YOUR GOAL →
Find the lines below that contain the string "StagedTargets", count them, and give only the number.
[[ RECORDS PROVIDED open ]]
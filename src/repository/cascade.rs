// src/repository/cascade.rs

//! Cascading re-sign pipeline
//!
//! A change to one role invalidates every role that points at it, so each
//! re-sign continues downstream: targets → snapshot → timestamp. Root only
//! continues when it rotates the signing key, since the new key must then
//! re-sign every other role.

use super::{Repository, scan_targets};
use crate::error::Result;
use crate::metadata::{Role, TargetFile};
use crate::role::{RoleSet, RoleType};
use crate::signing::SigningKeyPair;
use chrono::{DateTime, Utc};
use std::collections::BTreeMap;
use strum::IntoEnumIterator;
use tracing::info;

/// The role change that starts a cascade
#[derive(Debug)]
pub enum Change {
    /// Re-sign root, optionally rotating to `new_key`
    Root { new_key: Option<SigningKeyPair> },
    /// Re-sign targets; with `rebind` the target set is rescanned first
    Targets { rebind: bool },
    Snapshot,
    Timestamp,
}

/// Pipeline stage below root
enum Step {
    Targets(Option<BTreeMap<String, TargetFile>>),
    Snapshot,
    Timestamp,
}

impl Repository {
    /// Apply `change` and every re-sign it implies, in trust order
    ///
    /// Returns the roles that were re-signed. Documents are only marked
    /// dirty here; writing them out is left to the caller.
    pub fn cascade(&mut self, change: Change, now: DateTime<Utc>) -> Result<RoleSet> {
        let mut touched = RoleSet::empty();

        let mut next = match change {
            Change::Root { new_key } => {
                let rotating = new_key.is_some();
                self.renew_root(new_key, now)?;
                touched.insert(RoleType::Root);
                rotating.then_some(Step::Targets(None))
            }
            Change::Targets { rebind } => {
                // Scan before touching anything so a bad target set changes nothing
                let mapping = if rebind {
                    Some(scan_targets(&self.layout.targets_dir())?)
                } else {
                    None
                };
                Some(Step::Targets(mapping))
            }
            Change::Snapshot => Some(Step::Snapshot),
            Change::Timestamp => Some(Step::Timestamp),
        };

        while let Some(step) = next.take() {
            next = match step {
                Step::Targets(mapping) => {
                    self.renew_targets(mapping, now)?;
                    touched.insert(RoleType::Targets);
                    Some(Step::Snapshot)
                }
                Step::Snapshot => {
                    self.renew_snapshot(now)?;
                    touched.insert(RoleType::Snapshot);
                    Some(Step::Timestamp)
                }
                Step::Timestamp => {
                    self.renew_timestamp(now)?;
                    touched.insert(RoleType::Timestamp);
                    None
                }
            };
        }

        Ok(touched)
    }

    /// Re-sign root; with `new_key` the signing key is rotated
    ///
    /// A rotating root carries signatures from both the outgoing and the
    /// incoming key, and the cascade continues through every other role.
    pub fn resign_root(
        &mut self,
        new_key: Option<SigningKeyPair>,
        now: DateTime<Utc>,
    ) -> Result<RoleSet> {
        self.cascade(Change::Root { new_key }, now)
    }

    pub fn resign_targets(&mut self, rebind: bool, now: DateTime<Utc>) -> Result<RoleSet> {
        self.cascade(Change::Targets { rebind }, now)
    }

    pub fn resign_snapshot(&mut self, now: DateTime<Utc>) -> Result<RoleSet> {
        self.cascade(Change::Snapshot, now)
    }

    pub fn resign_timestamp(&mut self, now: DateTime<Utc>) -> Result<RoleSet> {
        self.cascade(Change::Timestamp, now)
    }

    fn renew_root(&mut self, new_key: Option<SigningKeyPair>, now: DateTime<Utc>) -> Result<()> {
        let mut doc = self.store.root.clone();
        doc.clear_signatures();
        doc.signed
            .renew(self.config.expiry.expires_at(RoleType::Root, now));

        if let Some(key) = &new_key {
            for role in RoleType::iter() {
                doc.signed.revoke_key(self.signer.key_id(), role);
                doc.signed.add_key(key.public_key(), key.key_id(), role);
            }
        }

        doc.sign(&self.signer)?;
        if let Some(key) = new_key {
            doc.sign(&key)?;
            info!(
                "Rotated signing key {} -> {}",
                self.signer.key_id(),
                key.key_id()
            );
            self.signer = key;
        }

        info!("Re-signed root at version {}", doc.signed.version());
        self.store.root = doc;
        self.store.mark_dirty(RoleType::Root);
        Ok(())
    }

    fn renew_targets(
        &mut self,
        mapping: Option<BTreeMap<String, TargetFile>>,
        now: DateTime<Utc>,
    ) -> Result<()> {
        let mut doc = self.store.targets.clone();
        doc.clear_signatures();
        doc.signed
            .renew(self.config.expiry.expires_at(RoleType::Targets, now));
        if let Some(mapping) = mapping {
            doc.signed.targets = mapping;
        }
        doc.sign(&self.signer)?;

        info!(
            "Re-signed targets at version {} ({} target(s))",
            doc.signed.version(),
            doc.signed.targets.len()
        );
        self.store.targets = doc;
        self.store.mark_dirty(RoleType::Targets);
        Ok(())
    }

    fn renew_snapshot(&mut self, now: DateTime<Utc>) -> Result<()> {
        let mut doc = self.store.snapshot.clone();
        doc.clear_signatures();
        doc.signed
            .renew(self.config.expiry.expires_at(RoleType::Snapshot, now));
        doc.signed
            .set_targets_version(self.store.targets.signed.version());
        doc.sign(&self.signer)?;

        info!("Re-signed snapshot at version {}", doc.signed.version());
        self.store.snapshot = doc;
        self.store.mark_dirty(RoleType::Snapshot);
        Ok(())
    }

    fn renew_timestamp(&mut self, now: DateTime<Utc>) -> Result<()> {
        let mut doc = self.store.timestamp.clone();
        doc.clear_signatures();
        doc.signed
            .renew(self.config.expiry.expires_at(RoleType::Timestamp, now));
        doc.signed
            .set_snapshot_version(self.store.snapshot.signed.version());
        doc.sign(&self.signer)?;

        info!("Re-signed timestamp at version {}", doc.signed.version());
        self.store.timestamp = doc;
        self.store.mark_dirty(RoleType::Timestamp);
        Ok(())
    }
}
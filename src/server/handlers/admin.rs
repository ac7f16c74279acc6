// src/server/handlers/admin.rs
//! Repository status and key management endpoints

use super::error_response;
use crate::server::ServerState;
use axum::{
    Json,
    extract::State,
    response::{IntoResponse, Response},
};
use std::sync::Arc;

/// GET /v1/status
///
/// Version, expiry and expiry state of every role.
pub async fn status(State(state): State<Arc<ServerState>>) -> Response {
    match state.handle.status().await {
        Ok(status) => Json(status).into_response(),
        Err(e) => error_response(&e),
    }
}

/// POST /v1/admin/rotate-key
///
/// Replace the signing key. Returns the old and new key ids and the role
/// versions after every role was re-signed with the new key.
pub async fn rotate_key(State(state): State<Arc<ServerState>>) -> Response {
    match state.handle.rotate_key().await {
        Ok(report) => {
            tracing::info!(
                "Signing key rotated from {} to {}",
                report.previous_key_id,
                report.key_id
            );
            Json(report).into_response()
        }
        Err(e) => {
            tracing::error!("Key rotation failed: {}", e);
            error_response(&e)
        }
    }
}
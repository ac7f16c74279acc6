// src/repository/staging.rs

//! Staging area for an uploaded target set
//!
//! An upload is written into a fresh directory next to `targets/`. Once
//! complete, the [`StagedTargets`] is handed to the repository service with
//! the replace request. The directory is removed when the [`StagedTargets`]
//! is dropped, which covers both aborted uploads and the leftovers of a
//! failed swap.

use super::RepoLayout;
use crate::error::{Error, Result};
use std::collections::BTreeSet;
use std::path::{Path, PathBuf};
use tokio::fs::{self, File};
use tokio::io::AsyncWriteExt;
use tracing::{debug, warn};

/// Reject names that are not a single plain path component
pub fn validate_target_name(name: &str) -> Result<()> {
    let invalid = name.is_empty()
        || name == "."
        || name == ".."
        || name.contains(['/', '\\', '\0']);
    if invalid {
        return Err(Error::InvalidTargetName(name.to_string()));
    }
    Ok(())
}

/// A target set being received
#[derive(Debug)]
pub struct StagedTargets {
    dir: PathBuf,
    names: BTreeSet<String>,
    bytes: u64,
}

impl StagedTargets {
    /// Create an empty staging directory for `layout`
    pub async fn create(layout: &RepoLayout) -> Result<Self> {
        let dir = layout.new_staging_dir();
        fs::create_dir(&dir).await?;
        debug!("Staging upload in {:?}", dir);
        Ok(Self {
            dir,
            names: BTreeSet::new(),
            bytes: 0,
        })
    }

    /// Open a new file for target `name`
    ///
    /// Fails on invalid names and on a name already staged.
    pub async fn create_file(&mut self, name: &str) -> Result<File> {
        validate_target_name(name)?;
        if self.names.contains(name) {
            return Err(Error::DuplicateTarget(name.to_string()));
        }
        let file = File::create(self.dir.join(name)).await?;
        self.names.insert(name.to_string());
        Ok(file)
    }

    /// Stage target `name` with the given content
    pub async fn add(&mut self, name: &str, data: &[u8]) -> Result<()> {
        let mut file = self.create_file(name).await?;
        file.write_all(data).await?;
        file.flush().await?;
        self.record_bytes(data.len() as u64);
        Ok(())
    }

    /// Account for bytes written through a file from [`StagedTargets::create_file`]
    pub fn record_bytes(&mut self, len: u64) {
        self.bytes += len;
    }

    pub fn path(&self) -> &Path {
        &self.dir
    }

    /// Staged target names, sorted
    pub fn names(&self) -> impl Iterator<Item = &str> {
        self.names.iter().map(String::as_str)
    }

    pub fn len(&self) -> usize {
        self.names.len()
    }

    pub fn is_empty(&self) -> bool {
        self.names.is_empty()
    }

    pub fn total_bytes(&self) -> u64 {
        self.bytes
    }
}

impl Drop for StagedTargets {
    fn drop(&mut self) {
        // Already gone after a successful swap
        if self.dir.exists()
            && let Err(e) = std::fs::remove_dir_all(&self.dir)
        {
            warn!("Failed to remove staging directory {:?}: {}", self.dir, e);
        }
    }
}
// src/error.rs

//! Error types for the repository library

use crate::role::RoleType;
use std::path::PathBuf;
use thiserror::Error;

/// Result type alias for repository operations
pub type Result<T> = std::result::Result<T, Error>;

/// Errors produced by the repository library
#[derive(Error, Debug)]
pub enum Error {
    #[error("I/O error: {0}")]
    Io(#[from] std::io::Error),

    #[error("JSON error: {0}")]
    Json(#[from] serde_json::Error),

    #[error("Failed to parse TOML: {0}")]
    TomlParse(#[from] toml::de::Error),

    #[error("Failed to write TOML: {0}")]
    TomlWrite(#[from] toml::ser::Error),

    #[error("Invalid key file {path}: {reason}")]
    KeyFile { path: PathBuf, reason: String },

    #[error("Failed to decrypt signing key (wrong passphrase or corrupted key file)")]
    KeyDecryption,

    #[error("Signature verification failed for {role}: {reason}")]
    SignatureInvalid { role: RoleType, reason: String },

    #[error("Signing key {key_id} is not trusted for {role}")]
    UntrustedKey { role: RoleType, key_id: String },

    #[error("No root metadata found in {0}")]
    MissingRoot(PathBuf),

    #[error("Malformed metadata {path}: {reason}")]
    MalformedMetadata { path: PathBuf, reason: String },

    #[error("Invalid target name: {0:?}")]
    InvalidTargetName(String),

    #[error("Duplicate target in upload: {0}")]
    DuplicateTarget(String),

    #[error("Configuration error: {0}")]
    Config(String),

    #[error("Repository is locked by another process: {0}")]
    LockHeld(PathBuf),

    #[error("Repository service is no longer running")]
    ServiceClosed,
}
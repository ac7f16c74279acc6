// src/server/mod.rs
//! HTTP front end of the repository
//!
//! Two listeners:
//! - Public: static metadata and target files, plus a health check
//! - Admin: target set uploads, repository status, key rotation
//!
//! Handlers never touch the repository directly; they go through the
//! [`RepositoryHandle`] of the repository service.

mod handlers;
mod routes;

pub use routes::{create_admin_router, create_public_router};

use crate::config::RepoConfig;
use crate::repository::Repository;
use crate::scheduler::run_freshness_loop;
use crate::service::{RepositoryHandle, RepositoryService};
use anyhow::{Context, Result};
use std::future::IntoFuture;
use std::sync::Arc;

/// Shared state of the admin handlers
#[derive(Debug, Clone)]
pub struct ServerState {
    pub handle: RepositoryHandle,
    /// Request body limit for uploads
    pub max_upload_bytes: usize,
}

impl ServerState {
    pub fn new(handle: RepositoryHandle, max_upload_bytes: usize) -> Self {
        Self {
            handle,
            max_upload_bytes,
        }
    }
}

/// Serve `repo` until either listener fails
pub async fn run_server(config: RepoConfig, repo: Repository) -> Result<()> {
    let bind_addr = config.bind_addr()?;
    let admin_addr = config.admin_bind_addr()?;
    let interval = config.scheduler_interval()?;

    let (handle, service) = RepositoryService::spawn(repo);
    let layout = handle.layout().clone();

    tokio::spawn(run_freshness_loop(handle.clone(), interval));

    let state = Arc::new(ServerState::new(handle, config.max_upload_bytes()));
    let public = create_public_router(&layout);
    let admin = create_admin_router(state);

    let public_listener = tokio::net::TcpListener::bind(bind_addr)
        .await
        .with_context(|| format!("Failed to bind public listener on {}", bind_addr))?;
    let admin_listener = tokio::net::TcpListener::bind(admin_addr)
        .await
        .with_context(|| format!("Failed to bind admin listener on {}", admin_addr))?;

    tracing::info!("Serving metadata and targets on {}", bind_addr);
    tracing::info!("Accepting uploads on {}", admin_addr);

    tokio::select! {
        result = axum::serve(public_listener, public).into_future() => {
            result.context("Public listener failed")?;
        }
        result = axum::serve(admin_listener, admin).into_future() => {
            result.context("Admin listener failed")?;
        }
        result = service => {
            result.context("Repository service panicked")?;
            anyhow::bail!("Repository service stopped unexpectedly");
        }
    }
    Ok(())
}
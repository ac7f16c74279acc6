// src/role.rs

//! The four top-level TUF roles
//!
//! The role set is closed: every place that branches on a role matches
//! exhaustively on [`RoleType`], and per-role flags live in a [`RoleSet`]
//! with one field per role instead of a string-keyed map.

use serde::{Deserialize, Serialize};
use strum::IntoEnumIterator;
use strum_macros::{Display, EnumIter};

/// A top-level metadata role
///
/// Variants are declared in trust order, upstream first; `RoleType::iter()`
/// yields them in that order.
#[derive(
    Debug,
    Clone,
    Copy,
    PartialEq,
    Eq,
    Hash,
    PartialOrd,
    Ord,
    Serialize,
    Deserialize,
    Display,
    EnumIter,
)]
#[serde(rename_all = "lowercase")]
#[strum(serialize_all = "lowercase")]
pub enum RoleType {
    /// Trust anchor: binds keys to every role
    Root,
    /// Describes the current target files
    Targets,
    /// Pins the trusted targets version
    Snapshot,
    /// Pins the trusted snapshot version; the freshest document
    Timestamp,
}

impl RoleType {
    /// The file name other roles use to refer to this role's document
    ///
    /// Root is referenced as `root.json` even though it is stored
    /// under version-qualified names.
    pub fn meta_path(&self) -> &'static str {
        match self {
            Self::Root => "root.json",
            Self::Targets => "targets.json",
            Self::Snapshot => "snapshot.json",
            Self::Timestamp => "timestamp.json",
        }
    }
}

/// A set of roles, one flag per role
///
/// Used both as the store's dirty flags and as the record of which roles a
/// cascade touched.
#[derive(Debug, Clone, Copy, Default, PartialEq, Eq, Serialize)]
pub struct RoleSet {
    pub root: bool,
    pub targets: bool,
    pub snapshot: bool,
    pub timestamp: bool,
}

impl RoleSet {
    /// The empty set
    pub const fn empty() -> Self {
        Self {
            root: false,
            targets: false,
            snapshot: false,
            timestamp: false,
        }
    }

    /// Every role
    pub const fn all() -> Self {
        Self {
            root: true,
            targets: true,
            snapshot: true,
            timestamp: true,
        }
    }

    pub fn insert(&mut self, role: RoleType) {
        *self.flag_mut(role) = true;
    }

    pub fn remove(&mut self, role: RoleType) {
        *self.flag_mut(role) = false;
    }

    pub fn contains(&self, role: RoleType) -> bool {
        match role {
            RoleType::Root => self.root,
            RoleType::Targets => self.targets,
            RoleType::Snapshot => self.snapshot,
            RoleType::Timestamp => self.timestamp,
        }
    }

    pub fn is_empty(&self) -> bool {
        !(self.root || self.targets || self.snapshot || self.timestamp)
    }

    /// Roles in the set, in trust order
    pub fn iter(&self) -> impl Iterator<Item = RoleType> + '_ {
        RoleType::iter().filter(|role| self.contains(*role))
    }

    fn flag_mut(&mut self, role: RoleType) -> &mut bool {
        match role {
            RoleType::Root => &mut self.root,
            RoleType::Targets => &mut self.targets,
            RoleType::Snapshot => &mut self.snapshot,
            RoleType::Timestamp => &mut self.timestamp,
        }
    }
}

impl FromIterator<RoleType> for RoleSet {
    fn from_iter<I: IntoIterator<Item = RoleType>>(iter: I) -> Self {
        let mut set = RoleSet::empty();
        for role in iter {
            set.insert(role);
        }
        set
    }
}

#[cfg(test)]
mod tests {
    use super::*;

    #[test]
    fn test_role_names_match_metadata() {
        for role in RoleType::iter() {
            let serialized = serde_json::to_value(role).unwrap();
            assert_eq!(serialized, serde_json::Value::String(role.to_string()));
            assert_eq!(role.meta_path(), format!("{}.json", role));
        }
    }

    #[test]
    fn test_trust_order() {
        let collected: Vec<_> = RoleType::iter().collect();
        assert_eq!(
            collected,
            vec![
                RoleType::Root,
                RoleType::Targets,
                RoleType::Snapshot,
                RoleType::Timestamp
            ]
        );
    }

    #[test]
    fn test_role_set_iteration_is_ordered() {
        let set: RoleSet = [RoleType::Timestamp, RoleType::Root].into_iter().collect();
        let roles: Vec<_> = set.iter().collect();
        assert_eq!(roles, vec![RoleType::Root, RoleType::Timestamp]);
        assert!(!set.contains(RoleType::Targets));
    }

    #[test]
    fn test_role_set_remove() {
        let mut set = RoleSet::all();
        set.remove(RoleType::Snapshot);
        assert!(!set.contains(RoleType::Snapshot));
        set.remove(RoleType::Root);
        set.remove(RoleType::Targets);
        set.remove(RoleType::Timestamp);
        assert!(set.is_empty());
    }
}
[[ RECORDS PROVIDED closed ]]
RESPONSE AREA →
6